- **HOW TO COMPLETE THIS TASK**: Transcribe all the records with complete accuracy.

+++ RECORDS FOR PROCESSING +++

//! # Main task abstraction.
//!
//! The [`MainTask`] is the process's primary workload (typically a network listener).
//! It receives the supervisor [`Context`] and a [`HaltSignal`], and must return promptly once the
//! halt signal fires. The supervisor bounds that wait with the termination timeout.

use std::future::Future;
use std::pin::Pin;
use std::sync::Arc;

use crate::context::{Context, HaltSignal};
use crate::error::AppError;

/// Boxed future returned by [`MainTask::spawn`].
pub type BoxMainFuture = Pin<Box<dyn Future<Output = Result<(), AppError>> + Send + 'static>>;

/// Shared handle to a main task.
pub type MainRef = Arc<dyn MainTask>;

/// # Long-running primary workload.
///
/// # Example
/// ```
/// use appvisor::{AppError, BoxMainFuture, Context, HaltSignal, MainTask};
///
/// struct Listener;
///
/// impl MainTask for Listener {
///     fn name(&self) -> &str { "listener" }
///
///     fn spawn(&self, _ctx: Context, halt: HaltSignal) -> BoxMainFuture {
///         Box::pin(async move {
///             halt.halted().await;
///             Ok::<(), AppError>(())
///         })
///     }
/// }
/// ```
pub trait MainTask: Send + Sync + 'static {
    /// Returns a stable, human-readable name used in lifecycle events.
    fn name(&self) -> &str;

    /// Creates the future that runs the workload.
    ///
    /// `ctx` is done once the application shut down; `halt` fires first and is the cue to stop.
    fn spawn(&self, ctx: Context, halt: HaltSignal) -> BoxMainFuture;
}
//! # Cancellation primitives shared by the runtime and its collaborators.
//!
//! - [`Context`] - done-signal, optional deadline and error query
//! - [`HaltSignal`] - read-only halt broadcast handed to the main task

mod halt;
pub(crate) mod slot;
mod token;

pub use halt::HaltSignal;
pub use token::Context;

+++

- **TASK RESPONSE**:
//! # Main task abstraction.
//!
//! The [`MainTask`] is the process's primary workload (typically a network listener).
//! It receives the supervisor [`Context`] and a [`HaltSignal`], and must return promptly once the
//! halt signal fires. The supervisor bounds that wait with the termination timeout.

use std::future::Future;
use std::pin::Pin;
use std::sync::Arc;

use crate::context::{Context, HaltSignal};
use crate::error::AppError;

/// Boxed future returned by [`MainTask::spawn`].
pub type BoxMainFuture = Pin<Box<dyn Future<Output = Result<(), AppError>> + Send + 'static>>;

/// Shared handle to a main task.
pub type MainRef = Arc<dyn MainTask>;

/// # Long-running primary workload.
///
/// # Example
/// ```
/// use appvisor::{AppError, BoxMainFuture, Context, HaltSignal, MainTask};
///
/// struct Listener;
///
/// impl MainTask for Listener {
///     fn name(&self) -> &str { "listener" }
///
///     fn spawn(&self, _ctx: Context, halt: HaltSignal) -> BoxMainFuture {
///         Box::pin(async move {
///             halt.halted().await;
///             Ok::<(), AppError>(())
///         })
///     }
/// }
/// ```
pub trait MainTask: Send + Sync + 'static {
    /// Returns a stable, human-readable name used in lifecycle events.
    fn name(&self) -> &str;

    /// Creates the future that runs the workload.
    ///
    /// `ctx` is done once the application shut down; `halt` fires first and is the cue to stop.
    fn spawn(&self, ctx: Context, halt: HaltSignal) -> BoxMainFuture;
}
//! # Cancellation primitives shared by the runtime and its collaborators.
//!
//! - [`Context`] - done-signal, optional deadline and error query
//! - [`HaltSignal`] - read-only halt broadcast handed to the main task

mod halt;
pub(crate) mod slot;
mod token;

pub use halt::HaltSignal;
pub use token::Context;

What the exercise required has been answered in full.